Estaba yo tranquilamente llenando mi álbum de figuritas para la Copa América, cuando mi esposa me dio esa mirada que todas las maridas dan para decir “por qué caranchos estos nunca crecen”, confiando en la misia capacidad decodificadora del género masculino.

–Estoy invitando a cenar a los primos y necesito que vayas de compras.

–Bueno, me alisto y voy, dije, mientras terminaba de pegar en el álbum a Arturo “cabeza de salteña” Vidal. Cuando vi la receta, abrí mis ojos grandes como mares de gas no encontrados.

–¿TOMATADA? Pero mi vida, ¿Cómo quieres hacer tomatada de pollo? ¡Acabamos de pagar el auto! ¡Y nos tuvimos que prestar para pagar la deuda que nos hicimos al prestarnos para pagar la deuda que nos hicimos al prestarnos para pagar la deuda del auto!

–No puedo cambiar la receta, es la que toca. Igual a tu prima el año pasado le tocó hacer picana en pleno julio. Para mandarse la parte, hasta armó un nacimiento y se consiguió panetón.

–¡Pero ahora vas al Hiper y consigues panetón todo el año! Y en serio, ¿quién sortea su rol de recetas? ¿La Federación Boliviana de Fútbol?

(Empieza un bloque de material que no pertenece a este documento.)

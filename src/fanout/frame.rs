//! Wire frames and the transport seam.

use chrono::{DateTime, Utc};
use serde::{Deserialize, Serialize};
use serde_json::{Map, Value, json};
use strum_macros::{AsRefStr, Display, EnumString};
use thiserror::Error;

use crate::graph;
use crate::storage::{Event, Incident, Rule};

/// Frame kinds streamed to live viewers.
#[derive(
    Debug, Clone, Copy, PartialEq, Eq, Hash, Serialize, Deserialize, EnumString, Display, AsRefStr,
)]
#[serde(rename_all = "snake_case")]
#[strum(serialize_all = "snake_case")]
pub enum FrameType {
    ExecutionGraph,
    IncidentCreated,
    RuleTriggered,
    ExecutionIngested,
    Heartbeat,
}

/// One outbound message: `{"type", "timestamp", "payload"}`.
#[derive(Debug, Clone, PartialEq, Serialize, Deserialize)]
pub struct StreamFrame {
    #[serde(rename = "type")]
    pub frame_type: FrameType,
    pub timestamp: DateTime<Utc>,
    pub payload: Value,
}

impl StreamFrame {
    pub fn new(frame_type: FrameType, payload: Value) -> Self {
        Self {
            frame_type,
            timestamp: Utc::now(),
            payload,
        }
    }

    pub fn heartbeat() -> Self {
        Self::new(FrameType::Heartbeat, Value::Object(Map::new()))
    }
}

/// A frame plus the attributes subscriber filters look at.
#[derive(Debug, Clone, PartialEq)]
pub struct LiveEvent {
    pub frame: StreamFrame,
    /// Node the frame is about, for `node` filters.
    pub node: Option<String>,
    pub is_incident: bool,
    /// Fields matched by arbitrary key/value filters.
    pub attributes: Map<String, Value>,
}

impl LiveEvent {
    /// `execution_graph` frame for an ingested event.
    pub fn execution(event: &Event) -> Self {
        Self {
            frame: StreamFrame::new(
                FrameType::ExecutionGraph,
                Value::Object(event.payload.clone()),
            ),
            node: graph::primary_node_name(&event.payload),
            is_incident: false,
            attributes: event.payload.clone(),
        }
    }

    /// `incident_created` frame.
    pub fn incident(incident: &Incident) -> Self {
        let payload = serde_json::to_value(incident).unwrap_or(Value::Null);
        let attributes = match &payload {
            Value::Object(map) => map.clone(),
            _ => Map::new(),
        };
        Self {
            frame: StreamFrame::new(FrameType::IncidentCreated, payload),
            node: Some(incident.node_name.clone()),
            is_incident: true,
            attributes,
        }
    }

    /// `rule_triggered` frame for a rule match on `event`.
    pub fn rule_triggered(rule: &Rule, event: &Event) -> Self {
        let payload = json!({
            "rule_id": rule.id,
            "rule_name": rule.name,
            "condition": rule.condition.kind,
            "severity": rule.actions.severity,
            "execution_id": event.execution_id,
        });
        Self {
            frame: StreamFrame::new(FrameType::RuleTriggered, payload),
            node: graph::primary_node_name(&event.payload),
            is_incident: false,
            attributes: event.payload.clone(),
        }
    }
}

/// Errors from a subscriber transport. Any error tears the subscriber down.
#[derive(Debug, Error)]
pub enum SinkError {
    #[error("connection closed")]
    Closed,

    #[error("send timed out")]
    Timeout,

    #[error("transport error: {0}")]
    Transport(String),

    #[error("encode error: {0}")]
    Encode(#[from] serde_json::Error),
}

/// Where a subscriber's frames go.
#[async_trait::async_trait]
pub trait FrameSink: Send + Sync + 'static {
    async fn send(&self, frame: &StreamFrame) -> Result<(), SinkError>;

    /// Called once after the broadcaster tears the subscriber down.
    async fn close(&self) {}
}

#[async_trait::async_trait]
impl FrameSink for tokio::sync::mpsc::Sender<StreamFrame> {
    async fn send(&self, frame: &StreamFrame) -> Result<(), SinkError> {
        tokio::sync::mpsc::Sender::send(self, frame.clone())
            .await
            .map_err(|_| SinkError::Closed)
    }
}

#[cfg(test)]
mod tests {
    use super::*;
    use crate::storage::DetectedFailure;

    #[test]
    fn test_frame_wire_shape() {
        let frame = StreamFrame::heartbeat();
        let json = serde_json::to_value(&frame).unwrap();
        assert_eq!(json["type"], "heartbeat");
        assert!(json["timestamp"].is_string());
        assert_eq!(json["payload"], json!({}));
    }

    #[test]
    fn test_execution_tagged_with_first_node() {
        let event = Event::new(
            "t1",
            json!({"id": "e1", "nodes": [{"id": 1, "name": "root"}, {"id": 2, "parent_id": 1, "name": "leaf"}]}),
            Utc::now(),
        );
        let live = LiveEvent::execution(&event);
        assert_eq!(live.frame.frame_type, FrameType::ExecutionGraph);
        assert_eq!(live.node.as_deref(), Some("root"));
        assert!(!live.is_incident);
        assert_eq!(live.frame.payload["id"], "e1");
    }

    #[test]
    fn test_incident_frame() {
        let incident = Incident::open(&DetectedFailure {
            tenant_id: "t1".into(),
            execution_id: "x".into(),
            timestamp: Utc::now(),
            failure_type: "runtime_error".into(),
            node_name: "fetch".into(),
            summary: "boom".into(),
        });
        let live = LiveEvent::incident(&incident);
        assert!(live.is_incident);
        assert_eq!(live.node.as_deref(), Some("fetch"));
        assert_eq!(live.attributes["failure_type"], "runtime_error");
        assert_eq!(live.frame.frame_type.as_ref(), "incident_created");
    }
}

–De hecho ya no consigues, se ha cerrado La Francesa –me dijo, con cierto dejo triste en su voz. Ahora, no me discutas y andá a comprar.

Justo cuando iba a preguntarle con qué plata, depositó un generoso monto de dinero en mi mano. Pude ver que le faltaba su anillo de matrimonio. –¡Andá de una vez! –me apuró, antes de que le pueda reclamar nada.

Consternado, llegué a la verdulería “El Broco Lee”, adornada por un letrero con un arbolito en buzo amarillo y pose de karateca. Mi caserita Vicky me atendió. –¡Caserito cómo estás! –me saludó sonriente.

–Buenas case. Quisiera 3 cebollas, una cabeza de ajo, 2 bolis de perejil, 2 libras de tomate…

No había llegado a pedirle las hojas de laurel, cuando su rostro cambió. Me miró muy seriamente, como chofer cuando le das billete de 20. Se fijó que nadie nos viera y me hizo pasar a su tienda, llevándome a su traspatio. Habían cajas y más cajas de madera. Dos jóvenes las llevaban de un lado a otro, me miraron y siguieron trabajando. Al centro había un perrito que se me quedó mirando fijamente.

–Tranquilo, no hace nada.

–¿Cómo se llama?

–Tilín.

–¿Por qué?

–Porque ya te dije, no hace nada. Entrá nomás.

–¿Qué hacen todas estas cajas ahí? –Pregunté.

–Están llenas de tomate y las estamos ocultando, son parte de un plan maléfico para hacer subir su precio y así hacer quedar mal al gobierno.

Me quedé mirándola un rato. Ella me miró y me dio un cocacho.

–¡Están vacías pues joven! ¿Con qué las voy a llenar, si no hay tomate?

–¿Entonces para qué me has traído aquí?

–Porque es más fresquito y tenía que buscar mi chuspita con cambio. ¡Aquí está! Mirá, la cosa es así: tomate, te puedo conseguir dos libras. Eso sí, necesito una boleta de garantía.

–¡Cómo vas a pedir una boleta de garantía para dos libras de tomate!

¬–¿Ves esa vagoneta en el garaje? Es de tu vecina la ingeniera, el otro día quiso hacer pizza casera y me lo dejó en prenda, junto con una medalla rara que se ha conseguido en la zona 12 de Octubre de El Alto y un autógrafo de Xico Da Costa.

–Pero vos no eres hincha del Bolívar…

¬–No, pero se lo voy a vender a los Claurelovers del Twitter –me respondió. Entonces, ¿qué me vas a dejar en garantía?

Solo puedo decir que la cena fue un éxito. La tomatada estuvo deliciosa. Antes de cocinar los tomates nos hicimos varios selfies con los mismos, y los posteamos en Insta dicendo “YOLO”, “Para lo que uno trabaja” y “de vez en cuando hay que darse un gustito”. Eso sí, las preguntas de los primos sobre por qué ninguno de los dos llevábamos puestos nuestros anillos, las dejamos como reclamos de la oposición: sin responder.